Jacksonville doctor expresses the importance of detecting prostate cancer early for effective treatment

The American Cancer Society projects lung cancer to kill the most people in 2024, but prostate cancer is estimated to be a close second killer, leading other kinds of cancer deaths. A Jacksonville doctor expressed the importance of detecting prostate cancer early so it can be treated effectively.

Martin Luther King Jr’s son, Dexter, is the latest high-profile figure to die as a result of having prostate cancer. While it’s unclear exactly when King was diagnosed, local doctors said early detection significantly increases the chance of successful treatment and survival.

“When diagnosis is delayed, it significantly decreases the survival rate, which is the most important thing we want to talk about. So you get that PSA and you want to do a yearly [examination] because what we do is we look at trends,” Dr. Wesley C. Mills, a family medicine doctor said.

That PSA Mills is referring to is short for “prostate-specific antigen”, which is a protein produced by normal and malignant cells of the prostate gland. The PSA test measures the level of PSA in the blood. It’s something Wesley suggested men start testing for annually, as early as the age of 40, especially African-American men.

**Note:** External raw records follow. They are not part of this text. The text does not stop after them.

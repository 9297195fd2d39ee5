//! Ad-slot request handler.

use axum::extract::{Query, State};
use axum::response::IntoResponse;
use axum::routing::get;
use axum::{Json, Router};

use crate::api::dto::{PairFilterParams, RequestListResponse};
use crate::app_state::AppState;
use crate::error::{ErrorResponse, IndexerError};

/// `GET /requests` — Ad-slot requests, optionally for one pair.
///
/// # Errors
///
/// Returns [`IndexerError::Storage`] if the view store cannot be read.
#[utoipa::path(
    get,
    path = "/api/v1/requests",
    tag = "Requests",
    summary = "List ad-slot requests",
    description = "Returns a page of ad-slot requests in submission order, optionally filtered by `pairKey`.",
    params(PairFilterParams),
    responses(
        (status = 200, description = "Paginated request list", body = RequestListResponse),
        (status = 500, description = "Storage failure", body = ErrorResponse),
    )
)]
pub async fn list_requests(
    State(state): State<AppState>,
    Query(params): Query<PairFilterParams>,
) -> Result<impl IntoResponse, IndexerError> {
    let page = state
        .query_service
        .list_requests(params.clamped(), params.pair_key())
        .await?;
    Ok(Json(RequestListResponse::from(page)))
}

/// Request routes.
pub fn routes() -> Router<AppState> {
    Router::new().route("/requests", get(list_requests))
}
//! File-backed view store with manifest-based atomic commits.
//!
//! Layout under the data directory:
//!
//! ```text
//! MANIFEST.json                  current generation -> file per collection
//! pairs-000000000007.json        one immutable file per written generation
//! swaps-000000000007.json
//! requests-000000000003.json
//! ```
//!
//! A commit writes each collection of the batch to a fresh generation
//! file (temp file, fsync, rename), then atomically replaces the manifest.
//! The manifest rename is the commit point: a crash before it leaves the
//! previous manifest and its files untouched, and orphaned generation
//! files are swept on the next [`FileViewStore::open`].
//!
//! The write itself runs on its own task holding the manifest lock, so a
//! caller that stops waiting (an I/O timeout, a dropped request) never
//! leaves the manifest on disk ahead of the one in memory. Later loads and
//! commits queue on the lock until that task finishes.

use std::collections::BTreeMap;
use std::path::{Path, PathBuf};
use std::sync::Arc;

use serde::{Deserialize, Serialize};
use tokio::io::AsyncWriteExt;
use tokio::sync::{OwnedRwLockWriteGuard, RwLock};

use super::{Collection, StoreError, ViewStore};

const MANIFEST_FILE: &str = "MANIFEST.json";
const TEMP_SUFFIX: &str = "tmp";

#[derive(Debug, Clone, Default, PartialEq, Eq, Serialize, Deserialize)]
struct Manifest {
    generation: u64,
    files: BTreeMap<Collection, String>,
}

/// [`ViewStore`] persisting each collection as a JSON file.
///
/// Commits are serialised by an internal lock; loads share it so a
/// reader never opens a generation file that is being swept.
#[derive(Debug)]
pub struct FileViewStore {
    dir: PathBuf,
    manifest: Arc<RwLock<Manifest>>,
}

impl FileViewStore {
    /// Opens (or initialises) a store rooted at `dir`.
    ///
    /// Creates the directory if needed, reads the manifest, and removes
    /// temp files and generation files left behind by interrupted commits.
    ///
    /// # Errors
    ///
    /// Returns [`StoreError::Io`] if the directory cannot be created or
    /// read, and [`StoreError::CorruptManifest`] if the manifest does not
    /// decode.
    pub async fn open(dir: impl Into<PathBuf>) -> Result<Self, StoreError> {
        let dir = dir.into();
        tokio::fs::create_dir_all(&dir).await?;

        let manifest = match tokio::fs::read(dir.join(MANIFEST_FILE)).await {
            Ok(bytes) => serde_json::from_slice(&bytes)
                .map_err(|e| StoreError::CorruptManifest(e.to_string()))?,
            Err(e) if e.kind() == std::io::ErrorKind::NotFound => Manifest::default(),
            Err(e) => return Err(e.into()),
        };

        let store = Self {
            dir,
            manifest: Arc::new(RwLock::new(manifest)),
        };
        store.sweep().await?;
        tracing::info!(dir = %store.dir.display(), "file view store opened");
        Ok(store)
    }

    /// Root directory of the store.
    #[must_use]
    pub fn dir(&self) -> &Path {
        &self.dir
    }

    /// Removes every file in the directory that the manifest does not
    /// reference and that looks like a collection or temp file.
    async fn sweep(&self) -> Result<(), StoreError> {
        let manifest = self.manifest.read().await;
        let mut entries = tokio::fs::read_dir(&self.dir).await?;
        while let Some(entry) = entries.next_entry().await? {
            let name = entry.file_name().to_string_lossy().into_owned();
            let referenced = manifest.files.values().any(|f| *f == name);
            if referenced || name == MANIFEST_FILE || !is_store_file(&name) {
                continue;
            }
            match tokio::fs::remove_file(entry.path()).await {
                Ok(()) => tracing::debug!(file = %name, "removed orphaned store file"),
                Err(e) => tracing::warn!(file = %name, error = %e, "failed to remove orphaned store file"),
            }
        }
        Ok(())
    }
}

#[async_trait::async_trait]
impl ViewStore for FileViewStore {
    async fn load(&self, collection: Collection) -> Result<Option<serde_json::Value>, StoreError> {
        let manifest = self.manifest.read().await;
        let Some(file) = manifest.files.get(&collection) else {
            return Ok(None);
        };
        let bytes = match tokio::fs::read(self.dir.join(file)).await {
            Ok(bytes) => bytes,
            Err(e) if e.kind() == std::io::ErrorKind::NotFound => {
                return Err(StoreError::Corrupt {
                    collection,
                    reason: format!("manifest references missing file {file}"),
                });
            }
            Err(e) => return Err(e.into()),
        };
        drop(manifest);

        serde_json::from_slice(&bytes)
            .map(Some)
            .map_err(|e| StoreError::Corrupt {
                collection,
                reason: e.to_string(),
            })
    }

    async fn commit(&self, batch: Vec<(Collection, serde_json::Value)>) -> Result<(), StoreError> {
        let manifest = Arc::clone(&self.manifest).write_owned().await;
        let dir = self.dir.clone();
        tokio::spawn(write_generation(dir, manifest, batch))
            .await
            .map_err(|e| StoreError::Io(format!("commit task failed: {e}")))?
    }
}

/// Writes one generation and swaps the manifest, in memory and on disk,
/// while holding the manifest write lock.
async fn write_generation(
    dir: PathBuf,
    mut manifest: OwnedRwLockWriteGuard<Manifest>,
    batch: Vec<(Collection, serde_json::Value)>,
) -> Result<(), StoreError> {
    let generation = manifest.generation.saturating_add(1);

    let mut next = manifest.clone();
    next.generation = generation;
    for (collection, document) in &batch {
        let file = format!("{}-{generation:012}.json", collection.name());
        let bytes = serde_json::to_vec(document).map_err(|e| StoreError::Corrupt {
            collection: *collection,
            reason: format!("encode failed: {e}"),
        })?;
        write_atomic(&dir.join(&file), &bytes).await?;
        next.files.insert(*collection, file);
    }

    let manifest_bytes =
        serde_json::to_vec_pretty(&next).map_err(|e| StoreError::Io(e.to_string()))?;
    write_atomic(&dir.join(MANIFEST_FILE), &manifest_bytes).await?;
    sync_dir(&dir).await;

    let superseded: Vec<String> = batch
        .iter()
        .filter_map(|(collection, _)| manifest.files.get(collection).cloned())
        .collect();
    *manifest = next;
    drop(manifest);

    for file in superseded {
        if let Err(e) = tokio::fs::remove_file(dir.join(&file)).await {
            tracing::warn!(file = %file, error = %e, "failed to remove superseded generation");
        }
    }
    tracing::debug!(generation, collections = batch.len(), "view batch committed");
    Ok(())
}

/// Writes `bytes` to `path` through a synced temp file and a rename.
async fn write_atomic(path: &Path, bytes: &[u8]) -> Result<(), StoreError> {
    let tmp = path.with_extension(TEMP_SUFFIX);
    let mut file = tokio::fs::File::create(&tmp).await?;
    file.write_all(bytes).await?;
    file.sync_all().await?;
    drop(file);
    tokio::fs::rename(&tmp, path).await?;
    Ok(())
}

/// Flushes directory metadata so renames survive power loss. Best effort:
/// not every platform allows opening a directory for sync.
async fn sync_dir(dir: &Path) {
    if let Ok(handle) = tokio::fs::File::open(dir).await
        && let Err(e) = handle.sync_all().await
    {
        tracing::debug!(error = %e, "directory sync unsupported");
    }
}

fn is_store_file(name: &str) -> bool {
    let Some((stem, ext)) = name.rsplit_once('.') else {
        return false;
    };
    if ext == TEMP_SUFFIX {
        return true;
    }
    ext == "json"
        && Collection::ALL
            .iter()
            .any(|c| stem.starts_with(&format!("{}-", c.name())))
}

“We’re more likely to be diagnosed with prostate cancer and also we’re more likely to die,” Mills said. “So when you compare us to our caucasian counterparts, we’re about 1.7 times more likely to be diagnosed with prostate cancer and about 2.1 times more likely to die from prostate cancer.”

Doctors are urging men to take a close look at the survivability rate of a prostate cancer diagnosis.

If detected early, 99% of men will survive at least five years after diagnosis. After 10 years, 98% of treated men survive. At 15 years, doctors said 91% of men live after being treated.

If the cancer is detected late in its advanced stages, the survivability rate decreases to only 30%.

Mills said one of the main reasons men don’t get tested is because they don’t have a primary care physician. He stressed that one test can preserve your life.

“I just tried to tell them the reason why we’re doing this, put their mind at ease, listen, at least just want to do the blood test,” Mills said. “If we find something, we may need to do the exam later. But the main starting point is the blood test. It’s non-invasive, it’s easy.”

Most men don’t experience any symptoms when they get prostate cancer, yet another reason why an annual PSA screening is imperative.